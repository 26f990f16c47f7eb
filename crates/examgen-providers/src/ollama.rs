//! Ollama (local LLM) provider implementation.

use std::time::Instant;

use async_trait::async_trait;
use serde::{Deserialize, Serialize};
use tracing::instrument;

use crate::error::ProviderError;
use crate::generator::{
    build_bank_prompt, GenerateRequest, GeneratedBank, QuestionGenerator, TokenUsage,
    BANK_FORMAT_PROMPT,
};

const DEFAULT_BASE_URL: &str = "http://localhost:11434";
const DEFAULT_TIMEOUT_SECS: u64 = 300; // Local models are slower

/// Ollama local LLM provider.
pub struct OllamaProvider {
    base_url: String,
    client: reqwest::Client,
}

impl OllamaProvider {
    pub fn new(base_url: &str) -> Self {
        let base = if base_url.is_empty() {
            DEFAULT_BASE_URL
        } else {
            base_url
        };

        let client = reqwest::Client::builder()
            .timeout(std::time::Duration::from_secs(DEFAULT_TIMEOUT_SECS))
            .build()
            .expect("failed to build HTTP client");

        Self {
            base_url: base.to_string(),
            client,
        }
    }

    /// Fetch the models available on the Ollama instance.
    pub async fn list_models(&self) -> anyhow::Result<Vec<String>> {
        let response = self
            .client
            .get(format!("{}/api/tags", self.base_url))
            .send()
            .await
            .map_err(|_| {
                ProviderError::NetworkError(format!(
                    "Ollama not reachable at {}. Is it running? Start with: ollama serve",
                    self.base_url
                ))
            })?;

        let tags: OllamaTagsResponse =
            response.json().await.map_err(|e| ProviderError::ApiError {
                status: 0,
                message: format!("failed to parse tags response: {e}"),
            })?;

        Ok(tags.models.into_iter().map(|m| m.name).collect())
    }
}

#[derive(Serialize)]
struct OllamaRequest {
    model: String,
    messages: Vec<OllamaMessage>,
    stream: bool,
    options: OllamaOptions,
}

#[derive(Serialize)]
struct OllamaMessage {
    role: String,
    content: String,
}

#[derive(Serialize)]
struct OllamaOptions {
    temperature: f64,
}

#[derive(Deserialize)]
struct OllamaResponse {
    message: OllamaResponseMessage,
    model: String,
    #[serde(default)]
    prompt_eval_count: Option<u32>,
    #[serde(default)]
    eval_count: Option<u32>,
}

#[derive(Deserialize)]
struct OllamaResponseMessage {
    content: String,
}

#[derive(Deserialize)]
struct OllamaTagsResponse {
    models: Vec<OllamaModelEntry>,
}

#[derive(Deserialize)]
struct OllamaModelEntry {
    name: String,
}

#[async_trait]
impl QuestionGenerator for OllamaProvider {
    fn name(&self) -> &str {
        "ollama"
    }

    #[instrument(skip(self, request), fields(model = %request.model))]
    async fn generate(&self, request: &GenerateRequest) -> anyhow::Result<GeneratedBank> {
        let start = Instant::now();

        let body = OllamaRequest {
            model: request.model.clone(),
            messages: vec![
                OllamaMessage {
                    role: "system".to_string(),
                    content: BANK_FORMAT_PROMPT.to_string(),
                },
                OllamaMessage {
                    role: "user".to_string(),
                    content: build_bank_prompt(request),
                },
            ],
            stream: false,
            options: OllamaOptions {
                temperature: request.temperature,
            },
        };

        let response = self
            .client
            .post(format!("{}/api/chat", self.base_url))
            .json(&body)
            .send()
            .await
            .map_err(|e| {
                if e.is_timeout() {
                    ProviderError::Timeout(DEFAULT_TIMEOUT_SECS)
                } else if e.is_connect() {
                    ProviderError::NetworkError(format!(
                        "Ollama not reachable at {}. Is it running? Start with: ollama serve",
                        self.base_url
                    ))
                } else {
                    ProviderError::NetworkError(e.to_string())
                }
            })?;

        let status = response.status().as_u16();
        if status == 404 {
            return Err(ProviderError::ModelNotFound(format!(
                "Model '{}' not found locally. Pull it with: ollama pull {}",
                request.model, request.model
            ))
            .into());
        }
        if status >= 400 {
            let body = response.text().await.unwrap_or_default();
            return Err(ProviderError::ApiError {
                status,
                message: body,
            }
            .into());
        }

        let api_response: OllamaResponse =
            response.json().await.map_err(|e| ProviderError::ApiError {
                status: 0,
                message: format!("failed to parse response: {e}"),
            })?;

        let latency_ms = start.elapsed().as_millis() as u64;
        let prompt_tokens = api_response.prompt_eval_count.unwrap_or(0);
        let completion_tokens = api_response.eval_count.unwrap_or(0);

        Ok(GeneratedBank {
            text: api_response.message.content,
            model: api_response.model,
            token_usage: TokenUsage {
                prompt_tokens,
                completion_tokens,
                total_tokens: prompt_tokens + completion_tokens,
            },
            latency_ms,
        })
    }
}

#[cfg(test)]
mod tests {
    use super::*;
    use wiremock::matchers::{method, path};
    use wiremock::{Mock, MockServer, ResponseTemplate};

    fn request() -> GenerateRequest {
        GenerateRequest {
            model: "llama2".into(),
            source_text: "Texto de ejemplo".into(),
            num_questions: 2,
            language: "español".into(),
            temperature: 0.7,
        }
    }

    #[tokio::test]
    async fn successful_generation() {
        let server = MockServer::start().await;

        let bank = "1. ¿Pregunta?\nA) uno\nB) dos\nANSWER: B\n";
        let response_body = serde_json::json!({
            "message": {"role": "assistant", "content": bank},
            "model": "llama2",
            "prompt_eval_count": 80,
            "eval_count": 25
        });

        Mock::given(method("POST"))
            .and(path("/api/chat"))
            .respond_with(ResponseTemplate::new(200).set_body_json(&response_body))
            .mount(&server)
            .await;

        let provider = OllamaProvider::new(&server.uri());
        let generated = provider.generate(&request()).await.unwrap();

        assert!(generated.text.contains("ANSWER: B"));
        assert_eq!(generated.token_usage.prompt_tokens, 80);
        assert_eq!(generated.token_usage.total_tokens, 105);
    }

    #[tokio::test]
    async fn model_not_found_suggests_pull() {
        let server = MockServer::start().await;

        Mock::given(method("POST"))
            .and(path("/api/chat"))
            .respond_with(ResponseTemplate::new(404).set_body_string("model not found"))
            .mount(&server)
            .await;

        let provider = OllamaProvider::new(&server.uri());
        let err = provider.generate(&request()).await.unwrap_err();
        assert!(err.to_string().contains("ollama pull"));
    }

    #[tokio::test]
    async fn model_listing() {
        let server = MockServer::start().await;

        let response_body = serde_json::json!({
            "models": [
                {"name": "llama2", "size": 7000000000_u64},
                {"name": "mistral", "size": 4000000000_u64}
            ]
        });

        Mock::given(method("GET"))
            .and(path("/api/tags"))
            .respond_with(ResponseTemplate::new(200).set_body_json(&response_body))
            .mount(&server)
            .await;

        let provider = OllamaProvider::new(&server.uri());
        let models = provider.list_models().await.unwrap();
        assert_eq!(models, vec!["llama2", "mistral"]);
    }
}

◆ ◆ ◆

=== Problem to solve ===
Copy out each line of the data in which the word "instrument" appears.

=== Task result ===
use tracing::instrument;
    #[instrument(skip(self, request), fields(model = %request.model))]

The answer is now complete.